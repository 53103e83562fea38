// SPDX-License-Identifier: AGPL-3.0-or-later
// Copyright (C) 2012-2025 Andrei Maltsev

use std::time::Duration;

use anyhow::{Context, Result};
use bytes::Bytes;
use kinetic_client_rs::{
    cfg::{cli::resolve_config_path, config::Config},
    client::Client,
    commands::{get, noop, put},
    entry::Entry,
    session::Session,
};
use tokio::time::timeout;
use tracing::info;

#[tokio::main]
async fn main() -> Result<()> {
    let cfg = resolve_config_path("kinetic.yaml")
        .and_then(Config::load_from_file)
        .context("failed to resolve or load config")?;

    let client = Client::init(&cfg.client).context("failed to start client")?;

    let session = timeout(
        cfg.session.connect_timeout + Duration::from_secs(1),
        Session::connect(cfg.session.clone(), client.bus()),
    )
    .await
    .context("connect timed out")?
    .context("connect failed")?;

    info!(connection_id = session.connection_id(), "session established");

    noop::noop(&session).await.context("noop failed")?;

    let mut entry = Entry {
        key: Bytes::from_static(b"demo-key"),
        tag: Bytes::from_static(b"demo-tag"),
        value: Bytes::from_static(b"demo-value"),
        ..Default::default()
    };
    put::put(&session, &mut entry).await.context("put failed")?;
    info!("put demo-key");

    get::get(&session, &mut entry, get::Direction::Exact)
        .await
        .context("get failed")?;
    info!(value = ?entry.value, "fetched demo-key");

    session.disconnect().await;
    client.shutdown().await;
    Ok(())
}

◆ Problem statement
Print nothing but the lines from the line with "#[tokio::main]" to the last line of the records above. Both of those lines count.

◆ Response to this exercise
#[tokio::main]
async fn main() -> Result<()> {
    let cfg = resolve_config_path("kinetic.yaml")
        .and_then(Config::load_from_file)
        .context("failed to resolve or load config")?;

    let client = Client::init(&cfg.client).context("failed to start client")?;

    let session = timeout(
        cfg.session.connect_timeout + Duration::from_secs(1),
        Session::connect(cfg.session.clone(), client.bus()),
    )
    .await
    .context("connect timed out")?
    .context("connect failed")?;

    info!(connection_id = session.connection_id(), "session established");

    noop::noop(&session).await.context("noop failed")?;

    let mut entry = Entry {
        key: Bytes::from_static(b"demo-key"),
        tag: Bytes::from_static(b"demo-tag"),
        value: Bytes::from_static(b"demo-value"),
        ..Default::default()
    };
    put::put(&session, &mut entry).await.context("put failed")?;
    info!("put demo-key");

    get::get(&session, &mut entry, get::Direction::Exact)
        .await
        .context("get failed")?;
    info!(value = ?entry.value, "fetched demo-key");

    session.disconnect().await;
    client.shutdown().await;
    Ok(())
}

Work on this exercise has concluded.